Given records →
//! Global commit statistics.
//!
//! Lock-free accumulator over commit phase durations. Each committed (or
//! failed) transaction's profile is folded in at destroy time when profiling
//! is enabled; `dump` serializes the accumulated picture to JSON and logs it
//! at stop.
//!
//! Min/max registers are plain atomics updated with compare-and-set
//! primitives; a reader observes a value that is ≤ any value ever stored as
//! max (dually for min), never a torn intermediate.

use std::sync::atomic::{AtomicBool, AtomicU64, Ordering};

use crate::transaction::CommitProfile;

#[derive(Debug)]
pub struct PhaseStats {
    min_nanos: AtomicU64,
    max_nanos: AtomicU64,
    sum_nanos: AtomicU64,
    count: AtomicU64,
}

impl Default for PhaseStats {
    fn default() -> Self {
        Self {
            min_nanos: AtomicU64::new(u64::MAX),
            max_nanos: AtomicU64::new(0),
            sum_nanos: AtomicU64::new(0),
            count: AtomicU64::new(0),
        }
    }
}

impl PhaseStats {
    fn record(&self, nanos: u64) {
        self.min_nanos.fetch_min(nanos, Ordering::SeqCst);
        self.max_nanos.fetch_max(nanos, Ordering::SeqCst);
        self.sum_nanos.fetch_add(nanos, Ordering::SeqCst);
        self.count.fetch_add(1, Ordering::SeqCst);
    }

    pub fn count(&self) -> u64 {
        self.count.load(Ordering::SeqCst)
    }

    pub fn min_nanos(&self) -> Option<u64> {
        match self.min_nanos.load(Ordering::SeqCst) {
            u64::MAX => None,
            value => Some(value),
        }
    }

    pub fn max_nanos(&self) -> Option<u64> {
        match self.count() {
            0 => None,
            _ => Some(self.max_nanos.load(Ordering::SeqCst)),
        }
    }

    pub fn avg_nanos(&self) -> Option<u64> {
        match self.count() {
            0 => None,
            n => Some(self.sum_nanos.load(Ordering::SeqCst) / n),
        }
    }

    fn to_json(&self) -> serde_json::Value {
        serde_json::json!({
            "count": self.count(),
            "min_ns": self.min_nanos(),
            "max_ns": self.max_nanos(),
            "avg_ns": self.avg_nanos(),
        })
    }
}

/// Accumulator fed by [`CommitProfile`]s.
#[derive(Debug, Default)]
pub struct CommitStats {
    enabled: AtomicBool,
    commit_requested: AtomicU64,
    precommit_cb_invoked: AtomicU64,
    durability_cb_invoked: AtomicU64,
    commit_job_completed: AtomicU64,
    /// commit requested → precommit callback.
    request_to_precommit: PhaseStats,
    /// precommit callback → durability callback.
    precommit_to_durability: PhaseStats,
    /// durability callback → job completed; falls back to precommit → job
    /// completed when durability was skipped.
    durability_to_completion: PhaseStats,
}

impl CommitStats {
    pub fn new() -> Self {
        Self::default()
    }

    pub fn set_enabled(&self, enabled: bool) {
        self.enabled.store(enabled, Ordering::SeqCst);
    }

    pub fn enabled(&self) -> bool {
        self.enabled.load(Ordering::SeqCst)
    }

    /// Fold one transaction's profile in. No-op while disabled.
    pub fn fold_profile(&self, profile: &CommitProfile) {
        if !self.enabled() {
            return;
        }
        let requested = profile.commit_requested();
        let precommit = profile.precommit_cb_invoked();
        let durability = profile.durability_cb_invoked();
        let completed = profile.commit_job_completed();

        if requested.is_some() {
            self.commit_requested.fetch_add(1, Ordering::SeqCst);
        }
        if precommit.is_some() {
            self.precommit_cb_invoked.fetch_add(1, Ordering::SeqCst);
        }
        if durability.is_some() {
            self.durability_cb_invoked.fetch_add(1, Ordering::SeqCst);
        }
        if completed.is_some() {
            self.commit_job_completed.fetch_add(1, Ordering::SeqCst);
        }

        if let (Some(requested), Some(precommit)) = (requested, precommit) {
            self.request_to_precommit
                .record(precommit.saturating_sub(requested));
        }
        if let (Some(precommit), Some(durability)) = (precommit, durability) {
            self.precommit_to_durability
                .record(durability.saturating_sub(precommit));
        }
        match (precommit, durability, completed) {
            (_, Some(durability), Some(completed)) => {
                self.durability_to_completion
                    .record(completed.saturating_sub(durability));
            }
            (Some(precommit), None, Some(completed)) => {
                self.durability_to_completion
                    .record(completed.saturating_sub(precommit));
            }
            _ => {}
        }
    }

    pub fn commit_count(&self) -> u64 {
        self.commit_requested.load(Ordering::SeqCst)
    }

    pub fn request_to_precommit(&self) -> &PhaseStats {
        &self.request_to_precommit
    }

    pub fn precommit_to_durability(&self) -> &PhaseStats {
        &self.precommit_to_durability
    }

    pub fn durability_to_completion(&self) -> &PhaseStats {
        &self.durability_to_completion
    }

    pub fn to_json(&self) -> serde_json::Value {
        serde_json::json!({
            "counters": {
                "commit_requested": self.commit_requested.load(Ordering::SeqCst),
                "precommit_cb_invoked": self.precommit_cb_invoked.load(Ordering::SeqCst),
                "durability_cb_invoked": self.durability_cb_invoked.load(Ordering::SeqCst),
                "commit_job_completed": self.commit_job_completed.load(Ordering::SeqCst),
            },
            "request_to_precommit": self.request_to_precommit.to_json(),
            "precommit_to_durability": self.precommit_to_durability.to_json(),
            "durability_to_completion": self.durability_to_completion.to_json(),
        })
    }

    /// Serialize and log the accumulated statistics.
    pub fn dump(&self) {
        if !self.enabled() {
            return;
        }
        tracing::info!(
            target: "kvsql::stats",
            "commit statistics: {}",
            self.to_json()
        );
    }
}

#[cfg(test)]
mod tests {
    use super::*;

    #[test]
    fn test_fold_skips_when_disabled() {
        let stats = CommitStats::new();
        let ctx = crate::transaction::TransactionContext::new(
            crate::handles::TransactionHandle::new(1, None),
            test_support::dummy_kv_transaction(),
            Default::default(),
        );
        ctx.profile().set_commit_requested();
        ctx.profile().set_precommit_cb_invoked();
        ctx.profile().set_commit_job_completed();
        stats.fold_profile(ctx.profile());
        assert_eq!(stats.commit_count(), 0);
    }

    mod test_support {
        use std::sync::Arc;

        use kvsql_kv::{
            CommitCallback, DurabilityMarker, KvResult, KvTransaction, KvTransactionId,
            PutOperation, ScanRange,
        };

        struct DummyTransaction;

        impl KvTransaction for DummyTransaction {
            fn id(&self) -> KvTransactionId {
                0
            }
            fn is_ready(&self) -> bool {
                true
            }
            fn get(&self, _: &str, _: &[u8]) -> KvResult<Option<Vec<u8>>> {
                Ok(None)
            }
            fn put(&self, _: &str, _: &[u8], _: &[u8], _: PutOperation) -> KvResult<()> {
                Ok(())
            }
            fn remove(&self, _: &str, _: &[u8]) -> KvResult<bool> {
                Ok(false)
            }
            fn scan(&self, _: &str, _: &ScanRange) -> KvResult<Vec<(Vec<u8>, Vec<u8>)>> {
                Ok(Vec::new())
            }
            fn commit(&self, callback: CommitCallback) {
                callback(Ok(()), Some(1));
            }
            fn abort(&self) -> KvResult<()> {
                Ok(())
            }
            fn durability_marker(&self) -> Option<DurabilityMarker> {
                None
            }
        }

        pub fn dummy_kv_transaction() -> Arc<dyn KvTransaction> {
            Arc::new(DummyTransaction)
        }
    }

    #[test]
    fn test_fold_with_and_without_durability() {
        let stats = CommitStats::new();
        stats.set_enabled(true);

        let ctx = crate::transaction::TransactionContext::new(
            crate::handles::TransactionHandle::new(1, None),
            test_support::dummy_kv_transaction(),
            Default::default(),
        );
        ctx.profile().set_commit_requested();
        ctx.profile().set_precommit_cb_invoked();
        ctx.profile().set_durability_cb_invoked();
        ctx.profile().set_commit_job_completed();
        stats.fold_profile(ctx.profile());

        let ctx2 = crate::transaction::TransactionContext::new(
            crate::handles::TransactionHandle::new(2, None),
            test_support::dummy_kv_transaction(),
            Default::default(),
        );
        ctx2.profile().set_commit_requested();
        ctx2.profile().set_precommit_cb_invoked();
        ctx2.profile().set_commit_job_completed();
        stats.fold_profile(ctx2.profile());

        assert_eq!(stats.commit_count(), 2);
        assert_eq!(stats.request_to_precommit().count(), 2);
        assert_eq!(stats.precommit_to_durability().count(), 1);
        // The durability-skipped commit still lands in the completion phase
        // via the precommit fallback.
        assert_eq!(stats.durability_to_completion().count(), 2);
        assert!(stats.to_json()["counters"]["commit_requested"].as_u64() == Some(2));
    }
}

Work to be completed → Retype the lines from the one containing "ctx2.profile().set_commit_requested();" to the last line above. Change nothing and include no others.

Answer to this problem →
        ctx2.profile().set_commit_requested();
        ctx2.profile().set_precommit_cb_invoked();
        ctx2.profile().set_commit_job_completed();
        stats.fold_profile(ctx2.profile());

        assert_eq!(stats.commit_count(), 2);
        assert_eq!(stats.request_to_precommit().count(), 2);
        assert_eq!(stats.precommit_to_durability().count(), 1);
        // The durability-skipped commit still lands in the completion phase
        // via the precommit fallback.
        assert_eq!(stats.durability_to_completion().count(), 2);
        assert!(stats.to_json()["counters"]["commit_requested"].as_u64() == Some(2));
    }
}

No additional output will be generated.